— Task description —
Within the material below, transcribe exactly the lines from the one holding "filename src/devices/battery.rs" through the one holding "BatteryAction::ChargeNow if balance_kw", keeping both ends and skipping the rest.

*** Block opens ***

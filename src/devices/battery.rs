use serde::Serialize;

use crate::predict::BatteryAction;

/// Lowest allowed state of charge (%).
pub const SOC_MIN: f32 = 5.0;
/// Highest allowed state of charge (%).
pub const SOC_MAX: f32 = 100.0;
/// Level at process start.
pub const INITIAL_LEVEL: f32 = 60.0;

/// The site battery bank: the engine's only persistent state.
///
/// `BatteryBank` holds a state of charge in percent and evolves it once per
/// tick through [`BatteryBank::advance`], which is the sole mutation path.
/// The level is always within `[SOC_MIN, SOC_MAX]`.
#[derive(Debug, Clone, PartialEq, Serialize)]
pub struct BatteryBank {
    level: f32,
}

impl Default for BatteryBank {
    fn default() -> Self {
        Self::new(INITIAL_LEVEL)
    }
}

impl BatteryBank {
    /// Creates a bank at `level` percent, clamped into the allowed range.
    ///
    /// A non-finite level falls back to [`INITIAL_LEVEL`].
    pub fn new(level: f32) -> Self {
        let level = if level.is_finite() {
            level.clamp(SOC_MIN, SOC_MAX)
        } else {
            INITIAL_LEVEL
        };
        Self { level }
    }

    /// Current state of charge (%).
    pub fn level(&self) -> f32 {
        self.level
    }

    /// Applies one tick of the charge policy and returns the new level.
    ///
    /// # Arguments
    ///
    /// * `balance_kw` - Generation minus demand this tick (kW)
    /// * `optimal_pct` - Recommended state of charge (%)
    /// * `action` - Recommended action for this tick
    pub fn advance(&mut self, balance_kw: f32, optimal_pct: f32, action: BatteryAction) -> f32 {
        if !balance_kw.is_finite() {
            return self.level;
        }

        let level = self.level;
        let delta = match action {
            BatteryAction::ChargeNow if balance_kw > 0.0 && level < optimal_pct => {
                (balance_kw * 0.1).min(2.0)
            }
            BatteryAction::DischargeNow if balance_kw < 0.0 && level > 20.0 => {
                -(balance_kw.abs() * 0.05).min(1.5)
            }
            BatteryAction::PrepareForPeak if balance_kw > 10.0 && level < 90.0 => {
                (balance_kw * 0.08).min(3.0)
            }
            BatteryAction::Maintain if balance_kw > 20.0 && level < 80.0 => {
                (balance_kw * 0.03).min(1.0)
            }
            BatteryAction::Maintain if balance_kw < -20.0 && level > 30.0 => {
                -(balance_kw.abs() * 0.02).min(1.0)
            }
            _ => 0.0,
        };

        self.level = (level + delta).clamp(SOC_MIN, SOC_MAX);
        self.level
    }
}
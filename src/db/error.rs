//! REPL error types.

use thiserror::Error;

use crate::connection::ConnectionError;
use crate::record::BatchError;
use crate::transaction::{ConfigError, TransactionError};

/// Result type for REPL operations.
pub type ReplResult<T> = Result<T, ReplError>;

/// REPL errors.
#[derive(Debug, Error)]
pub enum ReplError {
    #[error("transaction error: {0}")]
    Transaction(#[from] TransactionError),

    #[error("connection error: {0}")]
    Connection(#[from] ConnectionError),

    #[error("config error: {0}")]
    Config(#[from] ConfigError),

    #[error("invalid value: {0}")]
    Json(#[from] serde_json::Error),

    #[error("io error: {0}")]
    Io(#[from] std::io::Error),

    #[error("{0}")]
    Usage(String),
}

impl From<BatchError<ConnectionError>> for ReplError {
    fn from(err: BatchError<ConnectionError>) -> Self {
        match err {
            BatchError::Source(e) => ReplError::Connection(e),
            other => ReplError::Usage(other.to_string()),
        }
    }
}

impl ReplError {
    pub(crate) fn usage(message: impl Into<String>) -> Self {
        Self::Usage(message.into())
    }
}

*** Block closes ***
*** Block opens ***

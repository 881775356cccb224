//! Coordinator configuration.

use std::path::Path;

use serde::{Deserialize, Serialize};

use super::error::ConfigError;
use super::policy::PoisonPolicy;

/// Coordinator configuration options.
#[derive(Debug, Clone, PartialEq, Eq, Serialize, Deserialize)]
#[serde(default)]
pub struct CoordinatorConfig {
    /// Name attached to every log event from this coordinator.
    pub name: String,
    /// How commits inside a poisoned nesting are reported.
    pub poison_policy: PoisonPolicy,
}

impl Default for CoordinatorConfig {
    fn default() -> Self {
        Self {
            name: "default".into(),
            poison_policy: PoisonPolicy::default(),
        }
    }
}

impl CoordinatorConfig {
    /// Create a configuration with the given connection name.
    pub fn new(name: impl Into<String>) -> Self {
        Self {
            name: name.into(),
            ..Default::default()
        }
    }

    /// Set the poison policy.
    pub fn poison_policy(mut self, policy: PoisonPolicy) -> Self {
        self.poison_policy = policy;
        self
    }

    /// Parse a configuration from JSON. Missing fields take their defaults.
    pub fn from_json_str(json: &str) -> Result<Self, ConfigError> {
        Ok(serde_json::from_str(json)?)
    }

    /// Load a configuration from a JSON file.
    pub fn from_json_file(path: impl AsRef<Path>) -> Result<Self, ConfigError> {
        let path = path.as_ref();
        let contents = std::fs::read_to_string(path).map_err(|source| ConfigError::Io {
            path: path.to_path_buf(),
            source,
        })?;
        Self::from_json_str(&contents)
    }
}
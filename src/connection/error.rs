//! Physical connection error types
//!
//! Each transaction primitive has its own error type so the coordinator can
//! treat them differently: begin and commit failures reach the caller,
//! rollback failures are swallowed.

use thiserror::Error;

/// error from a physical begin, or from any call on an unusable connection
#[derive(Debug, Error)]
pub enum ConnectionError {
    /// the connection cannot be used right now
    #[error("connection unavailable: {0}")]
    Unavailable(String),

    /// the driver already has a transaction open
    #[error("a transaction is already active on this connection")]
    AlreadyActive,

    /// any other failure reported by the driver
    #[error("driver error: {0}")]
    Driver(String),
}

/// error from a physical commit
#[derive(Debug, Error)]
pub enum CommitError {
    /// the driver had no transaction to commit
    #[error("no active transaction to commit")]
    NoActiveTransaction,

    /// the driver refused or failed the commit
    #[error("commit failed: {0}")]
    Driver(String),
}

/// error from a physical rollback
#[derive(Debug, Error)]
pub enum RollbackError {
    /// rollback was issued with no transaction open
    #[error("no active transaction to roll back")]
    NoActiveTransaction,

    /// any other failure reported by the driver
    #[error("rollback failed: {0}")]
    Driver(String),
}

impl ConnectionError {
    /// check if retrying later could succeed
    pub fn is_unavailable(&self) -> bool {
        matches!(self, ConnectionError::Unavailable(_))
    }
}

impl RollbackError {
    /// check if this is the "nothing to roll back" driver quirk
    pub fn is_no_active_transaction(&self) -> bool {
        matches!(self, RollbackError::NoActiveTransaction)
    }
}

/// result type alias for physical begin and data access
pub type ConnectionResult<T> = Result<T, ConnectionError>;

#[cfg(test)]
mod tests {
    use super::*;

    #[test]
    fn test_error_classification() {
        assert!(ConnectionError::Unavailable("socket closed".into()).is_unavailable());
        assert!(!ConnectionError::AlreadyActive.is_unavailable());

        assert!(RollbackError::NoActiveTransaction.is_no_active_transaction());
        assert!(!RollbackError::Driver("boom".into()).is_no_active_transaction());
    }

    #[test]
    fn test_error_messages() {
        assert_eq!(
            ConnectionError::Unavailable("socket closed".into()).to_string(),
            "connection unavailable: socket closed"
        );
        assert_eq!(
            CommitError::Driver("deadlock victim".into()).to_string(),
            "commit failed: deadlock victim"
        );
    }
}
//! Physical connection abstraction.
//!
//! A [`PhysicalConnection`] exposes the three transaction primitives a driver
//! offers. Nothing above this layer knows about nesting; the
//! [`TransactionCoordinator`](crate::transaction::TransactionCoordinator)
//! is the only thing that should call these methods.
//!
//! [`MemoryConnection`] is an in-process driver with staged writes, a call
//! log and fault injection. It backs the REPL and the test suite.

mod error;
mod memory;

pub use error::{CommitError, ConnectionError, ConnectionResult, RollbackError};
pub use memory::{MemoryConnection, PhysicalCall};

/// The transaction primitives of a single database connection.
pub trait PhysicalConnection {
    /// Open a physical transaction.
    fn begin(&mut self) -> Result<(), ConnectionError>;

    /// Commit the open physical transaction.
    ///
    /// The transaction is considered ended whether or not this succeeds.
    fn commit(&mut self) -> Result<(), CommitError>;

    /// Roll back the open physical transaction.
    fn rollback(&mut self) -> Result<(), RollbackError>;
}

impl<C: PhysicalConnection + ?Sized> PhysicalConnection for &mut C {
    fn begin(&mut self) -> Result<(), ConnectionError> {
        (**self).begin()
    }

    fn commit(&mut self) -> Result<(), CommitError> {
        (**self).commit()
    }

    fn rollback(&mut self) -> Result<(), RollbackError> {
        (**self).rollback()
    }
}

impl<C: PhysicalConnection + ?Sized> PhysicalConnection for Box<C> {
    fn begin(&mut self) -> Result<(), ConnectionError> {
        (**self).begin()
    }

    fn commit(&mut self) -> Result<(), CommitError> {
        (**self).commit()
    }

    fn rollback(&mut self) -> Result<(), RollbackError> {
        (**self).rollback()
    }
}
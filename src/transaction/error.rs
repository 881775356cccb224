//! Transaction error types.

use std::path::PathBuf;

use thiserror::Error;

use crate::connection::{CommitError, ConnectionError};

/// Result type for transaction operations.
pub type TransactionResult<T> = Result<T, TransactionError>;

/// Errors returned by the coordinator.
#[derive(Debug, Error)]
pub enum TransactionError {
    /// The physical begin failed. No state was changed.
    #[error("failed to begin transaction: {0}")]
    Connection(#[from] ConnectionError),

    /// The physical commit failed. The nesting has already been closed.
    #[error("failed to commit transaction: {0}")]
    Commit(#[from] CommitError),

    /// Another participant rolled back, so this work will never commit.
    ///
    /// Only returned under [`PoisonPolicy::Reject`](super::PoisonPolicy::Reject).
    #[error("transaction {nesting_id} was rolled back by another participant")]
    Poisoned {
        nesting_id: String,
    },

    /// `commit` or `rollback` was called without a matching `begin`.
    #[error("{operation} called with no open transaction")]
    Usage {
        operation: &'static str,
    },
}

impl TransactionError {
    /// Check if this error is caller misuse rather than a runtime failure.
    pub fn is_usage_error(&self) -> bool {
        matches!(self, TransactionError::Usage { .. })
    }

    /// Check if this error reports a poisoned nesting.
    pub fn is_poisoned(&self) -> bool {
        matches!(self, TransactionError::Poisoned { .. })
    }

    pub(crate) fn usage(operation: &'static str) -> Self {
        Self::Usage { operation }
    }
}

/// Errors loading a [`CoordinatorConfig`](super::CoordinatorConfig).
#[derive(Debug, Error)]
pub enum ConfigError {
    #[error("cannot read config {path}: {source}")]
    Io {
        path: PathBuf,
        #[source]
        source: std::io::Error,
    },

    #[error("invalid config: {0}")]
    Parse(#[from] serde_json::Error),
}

*** Block closes ***

— Exercise answer —
filename src/devices/battery.rs
use serde::Serialize;

use crate::predict::BatteryAction;

/// Lowest allowed state of charge (%).
pub const SOC_MIN: f32 = 5.0;
/// Highest allowed state of charge (%).
pub const SOC_MAX: f32 = 100.0;
/// Level at process start.
pub const INITIAL_LEVEL: f32 = 60.0;

/// The site battery bank: the engine's only persistent state.
///
/// `BatteryBank` holds a state of charge in percent and evolves it once per
/// tick through [`BatteryBank::advance`], which is the sole mutation path.
/// The level is always within `[SOC_MIN, SOC_MAX]`.
#[derive(Debug, Clone, PartialEq, Serialize)]
pub struct BatteryBank {
    level: f32,
}

impl Default for BatteryBank {
    fn default() -> Self {
        Self::new(INITIAL_LEVEL)
    }
}

impl BatteryBank {
    /// Creates a bank at `level` percent, clamped into the allowed range.
    ///
    /// A non-finite level falls back to [`INITIAL_LEVEL`].
    pub fn new(level: f32) -> Self {
        let level = if level.is_finite() {
            level.clamp(SOC_MIN, SOC_MAX)
        } else {
            INITIAL_LEVEL
        };
        Self { level }
    }

    /// Current state of charge (%).
    pub fn level(&self) -> f32 {
        self.level
    }

    /// Applies one tick of the charge policy and returns the new level.
    ///
    /// # Arguments
    ///
    /// * `balance_kw` - Generation minus demand this tick (kW)
    /// * `optimal_pct` - Recommended state of charge (%)
    /// * `action` - Recommended action for this tick
    pub fn advance(&mut self, balance_kw: f32, optimal_pct: f32, action: BatteryAction) -> f32 {
        if !balance_kw.is_finite() {
            return self.level;
        }

        let level = self.level;
        let delta = match action {
            BatteryAction::ChargeNow if balance_kw > 0.0 && level < optimal_pct => {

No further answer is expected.